• THE TASK:
Whenever the word "async" appears in a line of the data below, copy that line.

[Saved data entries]
impl RepoTarget {
    pub fn classify(repo: &str) -> Option<Self> {
        let repo = repo.to_ascii_lowercase();
        match repo.as_str() {
            "arch" => return Some(RepoTarget::ArchOfficial),
            "aur" => return Some(RepoTarget::Aur),
            "homebrew" => return Some(RepoTarget::HomebrewFormula),
            "homebrew_casks" => return Some(RepoTarget::HomebrewCask),
            "flathub" => return Some(RepoTarget::Flathub),
            _ => {}
        }

        if repo.starts_with("debian") {
            Some(RepoTarget::Debian)
        } else if repo.starts_with("ubuntu") {
            Some(RepoTarget::Ubuntu)
        } else if repo.starts_with("fedora") {
            Some(RepoTarget::Fedora)
        } else {
            None
        }
    }

    pub fn ecosystem(&self) -> EcosystemKey {
        match self {
            RepoTarget::ArchOfficial => EcosystemKey::ArchOfficial,
            RepoTarget::Aur => EcosystemKey::ArchAur,
            RepoTarget::Debian => EcosystemKey::Debian,
            RepoTarget::Ubuntu => EcosystemKey::Ubuntu,
            RepoTarget::Fedora => EcosystemKey::Fedora,
            RepoTarget::HomebrewFormula | RepoTarget::HomebrewCask => EcosystemKey::Homebrew,
            RepoTarget::Flathub => EcosystemKey::Flatpak,
        }
    }
}

/// Fold a project's repository entries into one record.
///
/// First-seen name per ecosystem wins, the first non-empty summary becomes
/// the description, and the first Homebrew entry decides formula vs cask.
pub fn parse_project(entries: &[RepologyEntry]) -> PackageRecord {
    if entries.is_empty() {
        return PackageRecord::not_found();
    }

    let mut record = PackageRecord::empty();
    for entry in entries {
        if record.description.is_none()
            && let Some(summary) = entry.summary.as_deref().map(str::trim)
            && !summary.is_empty()
        {
            record.description = Some(summary.to_string());
        }

        let Some(target) = RepoTarget::classify(&entry.repo) else {
            continue;
        };
        let key = target.ecosystem();
        record.set_available(key, true);
        if let Some(name) = entry.package_name() {
            record.offer_name(key, name);
        }

        match target {
            RepoTarget::HomebrewFormula => {
                record
                    .homebrew_metadata
                    .get_or_insert_with(HomebrewMetadata::formula);
            }
            RepoTarget::HomebrewCask => {
                record
                    .homebrew_metadata
                    .get_or_insert_with(HomebrewMetadata::cask);
            }
            _ => {}
        }
    }

    record
}

/// Result of one [`RepologyClient::query`].
#[derive(Debug, Clone, PartialEq)]
pub enum QueryOutcome {
    /// Served from a fresh cache entry, no request made
    Cached(PackageRecord),
    Found(PackageRecord),
    /// Confirmed absence, cached as a negative record
    NotFound(PackageRecord),
    /// Transient failure; nothing was cached
    SoftError(String),
}

impl QueryOutcome {
    pub fn record(&self) -> Option<&PackageRecord> {
        match self {
            QueryOutcome::Cached(r) | QueryOutcome::Found(r) | QueryOutcome::NotFound(r) => {
                Some(r)
            }
            QueryOutcome::SoftError(_) => None,
        }
    }
}

enum ProjectResponse {
    Entries(Vec<RepologyEntry>),
    Missing,
}

/// Repology API client bound to one base URL.
#[derive(Clone)]
pub struct RepologyClient {
    client: reqwest::Client,
    base_url: Url,
    cache_ttl: Duration,
}

impl RepologyClient {
    pub fn new(settings: &Settings) -> Result<Self> {
        let client = reqwest::Client::builder()
            .timeout(settings.request_timeout)
            .user_agent(settings.user_agent.clone())
            .build()?;

        let base_url = Url::parse(&settings.repology_url).map_err(|e| {
            anyhow::anyhow!("invalid Repology URL '{}': {}", settings.repology_url, e)
        })?;

        Ok(Self {
            client,
            base_url,
            cache_ttl: settings.cache_ttl,
        })
    }

    /// `<base>/api/v1/project/<name>`, with `name` escaped as one path segment.
    pub fn project_url(&self, name: &str) -> Result<Url> {
        let mut url = self.base_url.clone();
        url.path_segments_mut()
            .map_err(|_| anyhow::anyhow!("Repology URL cannot be a base: {}", self.base_url))?
            .pop_if_empty()
            .extend(["api", "v1", "project", name]);
        Ok(url)
    }

    /// Look up `canonical`, answering from the cache when a fresh entry
    /// exists under either its mapped or canonical name.
    ///
    /// Returns `Err` only when the result could not be persisted.
    pub async fn query(
        &self,
        canonical: &str,
        names: &NameMappings,
        store: &mut CacheStore,
    ) -> Result<QueryOutcome> {
        let now = now_timestamp();
        let ttl = self.cache_ttl.as_secs_f64();
        for key in names.cache_keys(canonical) {
            if let Some(record) = store.get(&key)
                && record.age(now) < ttl
            {
                debug!("{}: fresh cache entry under '{}'", canonical, key);
                return Ok(QueryOutcome::Cached(record.clone()));
            }
        }

        self.fetch(canonical, names, store).await
    }

    /// Query the API unconditionally and persist the result.
    pub async fn fetch(
        &self,
        canonical: &str,
        names: &NameMappings,
        store: &mut CacheStore,
    ) -> Result<QueryOutcome> {
        let query_name = names.resolve_query_name(canonical);
        let cache_key = names.resolve_cache_key(canonical);
        if query_name != canonical {
            info!("{}: querying Repology as '{}'", canonical, query_name);
        }

        let response = match self.fetch_project(query_name).await {
            Ok(response) => response,
            Err(reason) => {
                warn!("{}: Repology lookup failed: {}", canonical, reason);
                return Ok(QueryOutcome::SoftError(reason));
            }
        };

        let mut record = match response {
            ProjectResponse::Missing => PackageRecord::not_found(),
            ProjectResponse::Entries(entries) => parse_project(&entries),
        };
        if !record.has_useful_data()
            && let Some((alias, best)) = self.best_alias(canonical, names).await
        {
            info!("{}: using Repology data from alias '{}'", canonical, alias);
            record = best;
        }

        let stored = store.upsert(cache_key, record)?.clone();
        if stored.is_negative() {
            debug!("{}: not known to Repology", canonical);
            Ok(QueryOutcome::NotFound(stored))
        } else {
            Ok(QueryOutcome::Found(stored))
        }
    }

    /// Query every alias of `canonical` and keep the most complete useful
    /// answer. Failed or empty alias lookups are skipped.
    async fn best_alias(
        &self,
        canonical: &str,
        names: &NameMappings,
    ) -> Option<(String, PackageRecord)> {
        let mut best: Option<(String, PackageRecord)> = None;
        for alias in names.aliases_for(canonical) {
            let record = match self.fetch_project(alias).await {
                Ok(ProjectResponse::Entries(entries)) => parse_project(&entries),
                Ok(ProjectResponse::Missing) => continue,
                Err(reason) => {
                    warn!("{}: alias '{}' lookup failed: {}", canonical, alias, reason);
                    continue;
                }
            };
            if !record.has_useful_data() {
                continue;
            }
            if best
                .as_ref()
                .is_none_or(|(_, current)| record.completeness() > current.completeness())
            {
                best = Some((alias.clone(), record));
            }
        }
        best
    }

    async fn fetch_project(&self, name: &str) -> std::result::Result<ProjectResponse, String> {
        let url = self.project_url(name).map_err(|e| e.to_string())?;
        debug!("GET {}", url);

        let response = self
            .client
            .get(url)
            .send()
            .await
            .map_err(|e| describe_transport_error(&e))?;

        match response.status() {
            StatusCode::OK => {
                let entries: Vec<RepologyEntry> = response
                    .json()
                    .await
                    .map_err(|e| format!("unreadable response body: {}", e))?;
                Ok(ProjectResponse::Entries(entries))
            }
            StatusCode::NOT_FOUND => Ok(ProjectResponse::Missing),
            StatusCode::FORBIDDEN | StatusCode::TOO_MANY_REQUESTS => {
                Err(format!("rate limited (HTTP {})", response.status().as_u16()))
            }
            status => Err(format!("HTTP {}", status.as_u16())),
        }
    }
}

• RESPONSE BOX:
    pub async fn query(
    pub async fn fetch(
    async fn best_alias(
    async fn fetch_project(&self, name: &str) -> std::result::Result<ProjectResponse, String> {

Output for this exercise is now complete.